* _Work request_
Below are records. Find each line in them that holds the word "reconcile" and copy it.

* _Records provided_

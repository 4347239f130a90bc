use crate::bus::EventBus;
use crate::event::TerminalEvent;
use futures::stream::BoxStream;
use futures::StreamExt;
use std::any::TypeId;
use std::collections::HashMap;
use std::hash::{Hash, Hasher};
use tokio::sync::mpsc;
use tokio::task::AbortHandle;
use tokio_stream::wrappers::BroadcastStream;

/// A long-lived event source managed by the runtime.
///
/// Subscriptions are declared in
/// [`Model::subscriptions`](crate::Model::subscriptions) and started or
/// stopped through diffing: the runtime compares the ids returned on each
/// update cycle, starts new ones and aborts the ones that disappeared. A
/// component that is unmounted simply stops being asked for its
/// subscriptions, so its listeners are released on the next cycle.
pub struct Subscription<Msg: Send + 'static> {
    pub(crate) id: SubscriptionId,
    pub(crate) spawn: Box<dyn FnOnce(SubscriptionContext<Msg>) -> AbortHandle + Send>,
}

/// What a subscription gets when it is started: the program's message
/// channel and the shared terminal event bus.
pub struct SubscriptionContext<Msg: Send + 'static> {
    pub(crate) tx: mpsc::UnboundedSender<Msg>,
    pub(crate) events: EventBus,
}

/// Identity for diffing subscriptions between update cycles.
///
/// A Rust [`TypeId`] plus a numeric discriminant, so several instances of the
/// same kind of listener can coexist.
#[derive(Clone, Debug, PartialEq, Eq, Hash)]
pub struct SubscriptionId {
    type_id: TypeId,
    discriminant: u64,
}

impl SubscriptionId {
    /// Create an ID from a type and a numeric discriminant.
    pub fn new<T: 'static>(discriminant: u64) -> Self {
        Self {
            type_id: TypeId::of::<T>(),
            discriminant,
        }
    }

    /// Create an ID from a type alone (for singletons).
    pub fn of<T: 'static>() -> Self {
        Self::new::<T>(0)
    }

    /// Create an ID from a type and a string discriminant.
    pub fn with_str<T: 'static>(s: &str) -> Self {
        let mut hasher = std::hash::DefaultHasher::new();
        s.hash(&mut hasher);
        Self::new::<T>(hasher.finish())
    }
}

impl<Msg: Send + 'static> Subscription<Msg> {
    /// Create from a raw stream and id.
    pub fn from_stream(id: SubscriptionId, stream: BoxStream<'static, Msg>) -> Self {
        Subscription {
            id,
            spawn: Box::new(move |ctx: SubscriptionContext<Msg>| {
                let tx = ctx.tx;
                let handle = tokio::spawn(async move {
                    let mut stream = stream;
                    while let Some(msg) = stream.next().await {
                        if tx.send(msg).is_err() {
                            break;
                        }
                    }
                });
                handle.abort_handle()
            }),
        }
    }

    /// Listen to the terminal event bus, forwarding whatever `map` keeps.
    ///
    /// The bus receiver is taken when the subscription starts, so no event
    /// published after reconciliation is missed. A lagging listener skips the
    /// events it fell behind on.
    pub fn from_events(
        id: SubscriptionId,
        map: impl Fn(TerminalEvent) -> Option<Msg> + Send + Sync + 'static,
    ) -> Self {
        Subscription {
            id,
            spawn: Box::new(move |ctx: SubscriptionContext<Msg>| {
                let mut events = BroadcastStream::new(ctx.events.subscribe());
                let tx = ctx.tx;
                let handle = tokio::spawn(async move {
                    while let Some(item) = events.next().await {
                        let Ok(event) = item else { continue };
                        if let Some(msg) = map(event) {
                            if tx.send(msg).is_err() {
                                break;
                            }
                        }
                    }
                });
                handle.abort_handle()
            }),
        }
    }

    /// The identity used for diffing.
    pub fn id(&self) -> &SubscriptionId {
        &self.id
    }

    /// Transform the message type (for component composition).
    pub fn map<NewMsg: Send + 'static>(
        self,
        f: impl Fn(Msg) -> NewMsg + Send + Sync + 'static,
    ) -> Subscription<NewMsg> {
        let Subscription { id, spawn } = self;
        Subscription {
            id,
            spawn: Box::new(move |ctx: SubscriptionContext<NewMsg>| {
                let (inner_tx, mut inner_rx) = mpsc::unbounded_channel::<Msg>();
                let abort = spawn(SubscriptionContext {
                    tx: inner_tx,
                    events: ctx.events,
                });
                let new_tx = ctx.tx;

                tokio::spawn(async move {
                    while let Some(msg) = inner_rx.recv().await {
                        if new_tx.send(f(msg)).is_err() {
                            break;
                        }
                    }
                });

                // Aborting the source drops inner_tx, which ends the mapper.
                abort
            }),
        }
    }
}

/// Manages active subscriptions, performing diffing between cycles.
pub(crate) struct SubscriptionManager<Msg: Send + 'static> {
    active: HashMap<SubscriptionId, AbortHandle>,
    msg_tx: mpsc::UnboundedSender<Msg>,
    events: EventBus,
}

impl<Msg: Send + 'static> SubscriptionManager<Msg> {
    pub fn new(msg_tx: mpsc::UnboundedSender<Msg>, events: EventBus) -> Self {
        Self {
            active: HashMap::new(),
            msg_tx,
            events,
        }
    }

    /// Diff new subscriptions against active ones.
    /// Start new ones, stop removed ones, keep unchanged ones.
    pub fn reconcile(&mut self, new_subs: Vec<Subscription<Msg>>) {
        let mut new_ids: HashMap<SubscriptionId, Subscription<Msg>> = HashMap::new();
        for sub in new_subs {
            new_ids.insert(sub.id.clone(), sub);
        }

        self.active.retain(|id, handle| {
            let keep = new_ids.contains_key(id);
            if !keep {
                tracing::trace!(?id, "stopping subscription");
                handle.abort();
            }
            keep
        });

        for (id, sub) in new_ids {
            if !self.active.contains_key(&id) {
                tracing::trace!(?id, "starting subscription");
                let handle = (sub.spawn)(SubscriptionContext {
                    tx: self.msg_tx.clone(),
                    events: self.events.clone(),
                });
                self.active.insert(id, handle);
            }
        }
    }

    /// Abort all active subscriptions.
    pub fn shutdown(&mut self) {
        for (_, handle) in self.active.drain() {
            handle.abort();
        }
    }

    /// Number of active subscriptions (for testing).
    #[cfg(test)]
    pub fn active_count(&self) -> usize {
        self.active.len()
    }
}

#[cfg(test)]
mod tests {
    use super::*;
    use crossterm::event::{KeyCode, KeyEvent};
    use std::time::Duration;

    fn manager<Msg: Send + 'static>() -> (
        SubscriptionManager<Msg>,
        mpsc::UnboundedReceiver<Msg>,
        EventBus,
    ) {
        let (tx, rx) = mpsc::unbounded_channel::<Msg>();
        let bus = EventBus::new();
        (SubscriptionManager::new(tx, bus.clone()), rx, bus)
    }

    async fn wait_for_listeners(bus: &EventBus, expected: usize) {
        for _ in 0..100 {
            if bus.listener_count() == expected {
                return;
            }
            tokio::task::yield_now().await;
        }
        panic!(
            "expected {expected} bus listeners, found {}",
            bus.listener_count()
        );
    }

    #[test]
    fn subscription_id_equality() {
        assert_eq!(SubscriptionId::of::<String>(), SubscriptionId::of::<String>());
        assert_ne!(SubscriptionId::of::<String>(), SubscriptionId::of::<i32>());
        assert_ne!(
            SubscriptionId::new::<String>(1),
            SubscriptionId::new::<String>(2)
        );
    }

    #[test]
    fn subscription_id_with_str() {
        let a = SubscriptionId::with_str::<String>("a");
        assert_ne!(a, SubscriptionId::with_str::<String>("b"));
        assert_eq!(a, SubscriptionId::with_str::<String>("a"));
    }

    #[tokio::test]
    async fn subscription_manager_starts_and_stops() {
        let (mut manager, _rx, _bus) = manager::<i32>();

        let stream: BoxStream<'static, i32> = Box::pin(futures::stream::pending());
        manager.reconcile(vec![Subscription::from_stream(
            SubscriptionId::of::<String>(),
            stream,
        )]);
        assert_eq!(manager.active_count(), 1);

        manager.reconcile(vec![]);
        assert_eq!(manager.active_count(), 0);
    }

    #[tokio::test]
    async fn subscription_manager_keeps_existing() {
        let (mut manager, _rx, _bus) = manager::<i32>();
        let id = SubscriptionId::of::<String>();

        let stream: BoxStream<'static, i32> = Box::pin(futures::stream::pending());
        manager.reconcile(vec![Subscription::from_stream(id.clone(), stream)]);
        let stream2: BoxStream<'static, i32> = Box::pin(futures::stream::pending());
        manager.reconcile(vec![Subscription::from_stream(id, stream2)]);
        assert_eq!(manager.active_count(), 1);
    }

    #[tokio::test]
    async fn event_subscription_forwards_mapped_events() {
        let (mut manager, mut rx, bus) = manager::<KeyCode>();
        manager.reconcile(vec![Subscription::from_events(
            SubscriptionId::of::<KeyCode>(),
            |ev| ev.key_press().map(|k| k.code),
        )]);
        assert_eq!(bus.listener_count(), 1);

        bus.publish(TerminalEvent::Resize(10, 10));
        bus.publish(TerminalEvent::Key(KeyEvent::from(KeyCode::Enter)));

        let got = tokio::time::timeout(Duration::from_secs(1), rx.recv())
            .await
            .expect("timed out");
        assert_eq!(got, Some(KeyCode::Enter));
    }

    #[tokio::test]
    async fn removed_event_subscription_releases_bus_listener() {
        let (mut manager, _rx, bus) = manager::<()>();
        manager.reconcile(vec![Subscription::from_events(
            SubscriptionId::new::<()>(7),
            |_| Some(()),
        )]);
        wait_for_listeners(&bus, 1).await;

        manager.reconcile(vec![]);
        wait_for_listeners(&bus, 0).await;
    }

    #[tokio::test]
    async fn mapped_subscription_translates_messages() {
        let (mut manager, mut rx, bus) = manager::<String>();
        let sub = Subscription::from_events(SubscriptionId::of::<u8>(), |ev| match ev {
            TerminalEvent::Resize(w, _) => Some(w),
            _ => None,
        })
        .map(|w| format!("width={w}"));
        manager.reconcile(vec![sub]);

        bus.publish(TerminalEvent::Resize(42, 1));
        let got = tokio::time::timeout(Duration::from_secs(1), rx.recv())
            .await
            .expect("timed out");
        assert_eq!(got.as_deref(), Some("width=42"));
    }

    #[tokio::test]
    async fn shutdown_aborts_everything() {
        let (mut manager, _rx, bus) = manager::<()>();
        manager.reconcile(vec![
            Subscription::from_events(SubscriptionId::new::<()>(1), |_| Some(())),
            Subscription::from_events(SubscriptionId::new::<()>(2), |_| Some(())),
        ]);
        assert_eq!(manager.active_count(), 2);

        manager.shutdown();
        assert_eq!(manager.active_count(), 0);
        wait_for_listeners(&bus, 0).await;
    }
}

* _Answer space_
    pub fn reconcile(&mut self, new_subs: Vec<Subscription<Msg>>) {
        manager.reconcile(vec![Subscription::from_stream(
        manager.reconcile(vec![]);
        manager.reconcile(vec![Subscription::from_stream(id.clone(), stream)]);
        manager.reconcile(vec![Subscription::from_stream(id, stream2)]);
        manager.reconcile(vec![Subscription::from_events(
        manager.reconcile(vec![Subscription::from_events(
        manager.reconcile(vec![]);
        manager.reconcile(vec![sub]);
        manager.reconcile(vec![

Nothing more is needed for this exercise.